Death has brought me to a lot of places, most of which I have not enjoyed, but it has also brought me into a lot of lives that I deeply cherish. These connections, this community, while it has kept me insanely busy, it has also helped me blossom into someone I am proud to be-someone who DOES follow through and hopefully inspires others to do the same.

I think all our life events shape us, and death has certainly done that for me, but so has love. The love I experienced prior to his passing taught me a lot about selflessness, and the ability for love to overshadow many inconveniences in life.

What is shaping you?

Badge of Honor

Tuesday, July 6th, 2010

I wear a badge of honor that says, “Widow”. It was stamped on me over a year and a half ago, and I wear it with pride. It is a part of my life, a part of who I am on this day, something I have earned with all of its heartache.

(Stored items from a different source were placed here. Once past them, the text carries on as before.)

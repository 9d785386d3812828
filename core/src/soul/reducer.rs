//! Pure soul transitions
//!
//! `reduce` maps the current state and one action to the next state plus a
//! list of effects. It never touches the clock, the timers or the audio
//! output; [`CharacterSoul`](super::CharacterSoul) applies the effects in
//! order.

use serde::Serialize;
use std::time::Duration;
use swirlsoul_shared::{DecorationSet, EmotionState, ParameterAxis, ParameterSet};

use super::timers::TimerKey;
use crate::audio::AudioCue;
use crate::config::TimingConfig;
use crate::scoring::{PerfectionScorer, RareFormMatch};

/// A change larger than this reads as excitement or strain
pub const REACTION_DELTA: f32 = 10.0;

/// The whole soul record, replaced atomically on every action
#[derive(Debug, Clone, PartialEq, Serialize)]
pub struct SoulState {
    pub params: ParameterSet,
    pub score: f32,
    /// Rare form that shaped `score`, if any
    pub rare_form: Option<RareFormMatch>,
    pub emotion: EmotionState,
    pub decorations: DecorationSet,
    pub breathing: bool,
}

impl SoulState {
    /// Fresh state for `params`, scored but with nothing discovered yet
    pub fn new(params: ParameterSet, scorer: &PerfectionScorer) -> Self {
        let params = params.clamped();
        let result = scorer.score(&params);
        Self {
            params,
            score: result.score,
            rare_form: result.rare_form,
            emotion: EmotionState::Idle,
            decorations: DecorationSet::new(),
            breathing: true,
        }
    }
}

impl Default for SoulState {
    fn default() -> Self {
        Self::new(ParameterSet::session_default(), &PerfectionScorer::default())
    }
}

#[derive(Debug, Clone, PartialEq)]
pub enum Action {
    /// A single widget moved
    UpdateParameter { axis: ParameterAxis, value: f32 },
    /// Prompt-driven or random replacement of the whole set
    SetParameters(ParameterSet),
    TimerFired(TimerKey),
    SetBreathing(bool),
}

/// Everything `reduce` needs besides the state
#[derive(Debug, Clone, Copy)]
pub struct ScoringContext<'a> {
    pub scorer: &'a PerfectionScorer,
    pub timing: &'a TimingConfig,
}

/// Observable outcome of a transition
#[derive(Debug, Clone, PartialEq, Serialize)]
#[serde(tag = "event", rename_all = "snake_case")]
pub enum SoulEvent {
    EmotionChanged {
        from: EmotionState,
        to: EmotionState,
    },
    ScoreChanged {
        from: f32,
        to: f32,
    },
    Discovered(RareFormMatch),
    BreathingChanged {
        breathing: bool,
    },
}

#[derive(Debug, Clone, PartialEq)]
pub enum Effect {
    /// Schedule `key` to fire `after` from now, replacing any pending one
    Schedule { key: TimerKey, after: Duration },
    /// Schedule the next breath after a freshly drawn interval
    ScheduleBreath,
    Cancel(TimerKey),
    Play(AudioCue),
    Emit(SoulEvent),
}

#[derive(Debug, Clone, PartialEq)]
pub struct Transition {
    pub state: SoulState,
    pub effects: Vec<Effect>,
}

/// Emotion for a change from `old` to `new`
pub fn reaction(old: f32, new: f32) -> EmotionState {
    if new > old + REACTION_DELTA {
        EmotionState::Excited
    } else if new < old - REACTION_DELTA {
        EmotionState::Strained
    } else {
        EmotionState::Happy
    }
}

pub fn reduce(state: &SoulState, action: &Action, ctx: &ScoringContext<'_>) -> Transition {
    let mut next = state.clone();
    let mut effects = Vec::new();

    match *action {
        Action::UpdateParameter { axis, value } => {
            let old = state.params.get(axis);
            next.params.set(axis, value);
            let new = next.params.get(axis);

            next.emotion = reaction(old, new);
            effects.push(Effect::Schedule {
                key: TimerKey::EmotionReversion,
                after: ctx.timing.update_hold(),
            });
            effects.push(Effect::Play(AudioCue::ParameterTone { axis, value: new }));
            rescore(&mut next, ctx, &mut effects);
        }
        Action::SetParameters(params) => {
            next.params = params.clamped();
            next.emotion = EmotionState::Excited;
            effects.push(Effect::Schedule {
                key: TimerKey::EmotionReversion,
                after: ctx.timing.bulk_hold(),
            });
            rescore(&mut next, ctx, &mut effects);
        }
        Action::TimerFired(TimerKey::EmotionReversion) => {
            next.emotion = EmotionState::Idle;
        }
        Action::TimerFired(TimerKey::DiscoveryAnnouncement) => {
            next.emotion = EmotionState::Happy;
        }
        Action::TimerFired(TimerKey::Breathing) => {
            // A breath that raced a stop is dropped
            if state.breathing {
                next.emotion = state.emotion.breathe();
                effects.push(Effect::ScheduleBreath);
            }
        }
        Action::SetBreathing(on) => {
            if on != state.breathing {
                next.breathing = on;
                effects.push(if on {
                    Effect::ScheduleBreath
                } else {
                    Effect::Cancel(TimerKey::Breathing)
                });
                effects.push(Effect::Emit(SoulEvent::BreathingChanged { breathing: on }));
            }
        }
    }

    if next.emotion != state.emotion {
        effects.push(Effect::Emit(SoulEvent::EmotionChanged {
            from: state.emotion,
            to: next.emotion,
        }));
    }

    Transition {
        state: next,
        effects,
    }
}

/// Re-score after a parameter change and run discovery
fn rescore(next: &mut SoulState, ctx: &ScoringContext<'_>, effects: &mut Vec<Effect>) {
    let previous = next.score;
    let result = ctx.scorer.score(&next.params);
    next.score = result.score;
    next.rare_form = result.rare_form;

    if next.score != previous {
        effects.push(Effect::Emit(SoulEvent::ScoreChanged {
            from: previous,
            to: next.score,
        }));
    }

    let Some(found) = ctx
        .scorer
        .discoverable(&next.params, next.score, &next.decorations)
    else {
        return;
    };

    next.decorations.insert(found.decoration.clone());
    next.emotion = EmotionState::Proud;
    // Proud holds for the full announcement instead of reverting mid-way
    effects.push(Effect::Cancel(TimerKey::EmotionReversion));
    effects.push(Effect::Schedule {
        key: TimerKey::DiscoveryAnnouncement,
        after: ctx.timing.discovery_hold(),
    });
    effects.push(Effect::Play(AudioCue::Fanfare));
    effects.push(Effect::Emit(SoulEvent::Discovered(found)));
}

But my badge of honor needs to get put on the shelf sometimes. I like being defined as human, as woman, as writer, blogger, musician, heartfelt chica with a past-not necessarily as ‘widow’. It’s a badge I have earned no doubt, but not one that defines myself.

I like the fact that I’m putting it away-that I have found myself in my own skin, not just wearing the veil of widowhood. I have found dreams again, things I love to do that are specifically me, and people who appreciate me as Brenda, not as widow.

I like that I’m hanging up that part of my life-that I’m learning to not use it as an excuse, but instead, to use it as a tool that has helped me learn so much about life and relationships. I wonder what my next brownie badge will be?

Cycling Back

Friday, July 2nd, 2010

My life contains a lot of “re”. Life is constantly cycling, going from one event to another, but often landing me back at some point near the beginning. A growing process where I start over, but with a different purpose, drive, and ultimately more knowledge.

This past week has contained much of those feelings, and lots of cycling. Re-evaluating dreams and my purposes for working towards them, adjusting my life to fit others while moving forward with my own, pursuing dreams to reach goals that are within my immediate reach and finding a drive I felt I had lost.

My life is heading into a refreshing light-there are so many amazing things, and people, and community, that surround me that I am trying to take advantage of all the passionate resources I have surrounding me. Yet, still, within that knowledge of what I have available to me, I still feel those fears, that disappointment of the past, the remembering a tougher time.

This time two years ago Kevin & I were on the phone constantly trying to find resources for the cause of his swallowing issues, and heading into the downward spiral of his illness. This time of year, as many other dates such as our anniversary, his birthday, the death anniversary, all cause me to pause and reflect. Some slow down my emotional process, and this time of year, that is what happens. My emotions are partially consumed by remembering a past that was painful, and it becomes hard to deal with my daily duties and decisions. Overwhelmed is what I become, and in a very unhealthy manner.

Today I am cycling back to eating healthier again, back to exercise, to feeling confident in my job and abilities, driving me to a passionate push for the upcoming Team Sarcoma Event and its’ success, and a life ahead about which I CAN dream. I am allowed to dream.

Sometimes, however, I still cycle back in that, and the fear of dreaming chokes me-takes away any zest for what I want to accomplish because the last time I dreamed like crazy, I lost it all. It takes a lot of guts, a lot of gumption, and basically, a ballsy spirit to get back on that horse and dream again, knowing that quite possibly life can and will be pulled out from under me. Yet, I will still have to treck on, to move forward, to not continue to be stopped by the tough events of life, because, well, that’s life.

Here I am, cycling back from the beginning, but with a better bike, stronger muscles, and a bit too much protection. I need to let go a bit, time to take off the brakes, and glide down that hill.